Quantum squeezing is a fundamental resource for quantum science and technology. Here we examine temperature and anisotropy -induced squeezing of quantum fluctuations associated with two-mode magnon states in uniaxial antiferromagnetic materials. As a result of nonlinearity we find a conjugate magnon squeezing effect led by temperature and anisotropy for all two-mode energy eigenbasis states of the system. While temperature induces amplitude squeezing, anisotropy causes phase squeezing in magnon states. We show that the anisotropy gives rise to the larger squeeze factor compared to temperature. However, it is seen that temperature-induced squeezing is naturally related to the squeezed property of the two-mode magnon states. The analysis shows that after a sharp squeezing effect up to a finite value of anisotropy, increasing anisotropy beyond this value does not cause significant further squeezing.

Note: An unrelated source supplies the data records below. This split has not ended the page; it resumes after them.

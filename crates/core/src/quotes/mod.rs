pub mod service;

pub use service::{PriceHistoryRequest, QuoteService};
//! Collision detection and response
//!
//! Each resolver looks at the ball and one piece of static geometry, mutates
//! the ball's velocity/position when they touch, and reports what happened.
//! Per-shot guards and outcome bookkeeping live in `tick`, not here.

use glam::Vec3;
use rand::Rng;
use serde::{Deserialize, Serialize};

use super::geometry::{Aabb, HoopSpec};
use super::state::Ball;
use crate::consts::*;
use crate::tuning::Tuning;

/// Minimum horizontal friction factor for a floor bounce
const GROUND_FRICTION_FLOOR: f32 = 0.85;
/// Horizontal friction lost per unit of impact speed
const GROUND_FRICTION_PER_SPEED: f32 = 0.02;
/// Gap left between ball and backboard after a push-out
const BOARD_SEPARATION: f32 = 1e-3;

/// Result of a floor contact
#[derive(Debug, Clone, Copy, PartialEq)]
pub struct GroundContact {
    /// Vertical speed at impact
    pub impact_speed: f32,
    /// The bounce was too weak and the ball came to rest
    pub stopped: bool,
}

/// Which face of the backboard the ball touched
#[derive(Debug, Clone, Copy, PartialEq, Eq)]
pub enum BoardSide {
    /// Shooter's side: the ball bounces off
    Front,
    /// Behind the board: no response
    Back,
}

/// Where a descending ball crosses the rim window
#[derive(Debug, Clone, Copy, PartialEq, Eq, Serialize, Deserialize)]
pub enum RimPass {
    /// Inside the opening - a make
    Through,
    /// Between the opening and the rim
    RimBrush,
    /// Outside the rim
    Outside,
}

/// Symmetric random value in [-bound, bound]; zero for a non-positive bound
pub fn jitter<R: Rng + ?Sized>(rng: &mut R, bound: f32) -> f32 {
    if bound.is_finite() && bound > 0.0 {
        rng.random_range(-bound..=bound)
    } else {
        0.0
    }
}

/// Bounce the ball off the court surface
pub fn resolve_ground<R: Rng + ?Sized>(ball: &mut Ball, tuning: &Tuning, rng: &mut R) -> Option<GroundContact> {
    if ball.pos.y > BALL_REST_HEIGHT {
        return None;
    }
    // Already leaving the floor (e.g. the frame a shot is launched)
    if ball.vel.y > 0.0 {
        ball.pos.y = BALL_REST_HEIGHT;
        return None;
    }

    let impact_speed = ball.vel.y.abs();
    ball.pos.y = BALL_REST_HEIGHT;
    ball.vel.y = -ball.vel.y * tuning.bounce_damping;

    // Harder impacts scrub more horizontal speed
    let friction = (1.0 - impact_speed * GROUND_FRICTION_PER_SPEED).max(GROUND_FRICTION_FLOOR);
    ball.vel.x *= friction;
    ball.vel.z *= friction;

    let spread = impact_speed * tuning.ground_jitter;
    ball.vel.x += jitter(rng, spread);
    ball.vel.z += jitter(rng, spread);

    let stopped = ball.vel.y.abs() < tuning.stop_velocity_y && ball.vel.length() < tuning.stop_velocity_total;
    if stopped {
        ball.freeze();
    }

    Some(GroundContact { impact_speed, stopped })
}

/// Whether the ball is touching the rim tube
pub fn rim_contact(pos: Vec3, hoop: &HoopSpec, tuning: &Tuning) -> bool {
    let dist = hoop.horizontal_distance(pos);
    (pos.y - hoop.rim_y).abs() < tuning.rim_contact_height && (dist - hoop.rim_radius).abs() < tuning.rim_contact_width
}

/// Bounce the ball off the rim. Returns true on contact.
pub fn resolve_rim<R: Rng + ?Sized>(ball: &mut Ball, hoop: &HoopSpec, tuning: &Tuning, rng: &mut R) -> bool {
    if !rim_contact(ball.pos, hoop, tuning) {
        return false;
    }

    ball.vel.y *= -tuning.rim_bounce_damping;
    ball.vel.x = ball.vel.x * tuning.rim_friction + jitter(rng, tuning.rim_jitter);
    ball.vel.z = ball.vel.z * tuning.rim_friction + jitter(rng, tuning.rim_jitter);
    true
}

/// Bounce the ball off the front face of the backboard.
///
/// Contact from behind is reported but leaves the ball alone.
pub fn resolve_backboard<R: Rng + ?Sized>(
    ball: &mut Ball,
    hoop: &HoopSpec,
    tuning: &Tuning,
    rng: &mut R,
) -> Option<BoardSide> {
    let board = hoop.backboard();
    if !Aabb::around_sphere(ball.pos, ball.radius()).overlaps(&board) {
        return None;
    }

    let in_front = (ball.pos.x - board.center().x) * hoop.facing < 0.0;
    if !in_front {
        return Some(BoardSide::Back);
    }

    // Only flip x if still heading into the board
    if ball.vel.x * hoop.facing > 0.0 {
        ball.vel.x = -ball.vel.x * tuning.backboard_bounce_damping;
    }
    ball.vel.y = ball.vel.y * tuning.backboard_friction + jitter(rng, tuning.backboard_jitter);
    ball.vel.z = ball.vel.z * tuning.backboard_friction + jitter(rng, tuning.backboard_jitter);

    // Push out of the board so it cannot stick inside
    ball.pos.x = hoop.backboard_front_x() - hoop.facing * (ball.radius() + BOARD_SEPARATION);

    Some(BoardSide::Front)
}

/// Outside the court (plus buffer) or above the ceiling
pub fn is_out_of_bounds(pos: Vec3) -> bool {
    pos.x.abs() > COURT_HALF_LENGTH + OUT_OF_BOUNDS_BUFFER
        || pos.z.abs() > COURT_HALF_WIDTH + OUT_OF_BOUNDS_BUFFER
        || pos.y > OUT_OF_BOUNDS_CEILING
}

/// Classify a ball coming down near rim height. `None` if it is rising or
/// outside the vertical window.
pub fn classify_rim_pass(pos: Vec3, vel: Vec3, hoop: &HoopSpec) -> Option<RimPass> {
    if vel.y >= 0.0 || (pos.y - hoop.rim_y).abs() >= SCORE_WINDOW {
        return None;
    }
    let dist = hoop.horizontal_distance(pos);
    Some(if dist < hoop.opening_radius() {
        RimPass::Through
    } else if dist < hoop.rim_radius {
        RimPass::RimBrush
    } else {
        RimPass::Outside
    })
}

Nevertheless, increasing the temperature continuously causes compression. Despite the competition between temperature and anisotropy -induced squeezings, we show that an optimal finite value of anisotropy allows achieving high temperature and low energy stabilized magnon squeezing. We believe our results provide a clear and novel pathway toward the experimental detection of squeezing effects in quantum magnonics.

Published : "arXiv Mesoscale and Nanoscale Physics".